- [WORK INSTRUCTION]
The reply should consist of the entire listing, word for word.

- [INFORMATION SUPPLIED]
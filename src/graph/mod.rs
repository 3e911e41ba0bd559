//! Retweet trees and their structural metrics

mod tree;
mod metrics;

pub use tree::{CascadeTree, build_tree};
pub use metrics::{StructuralMetrics, UNREACHABLE, compute_depths, structural_metrics};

- [RESPONSE TO THIS TASK]
filename src/graph/mod.rs
repository 3e911e41ba0bd559
//! Retweet trees and their structural metrics

mod tree;
mod metrics;

pub use tree::{CascadeTree, build_tree};
pub use metrics::{StructuralMetrics, UNREACHABLE, compute_depths, structural_metrics};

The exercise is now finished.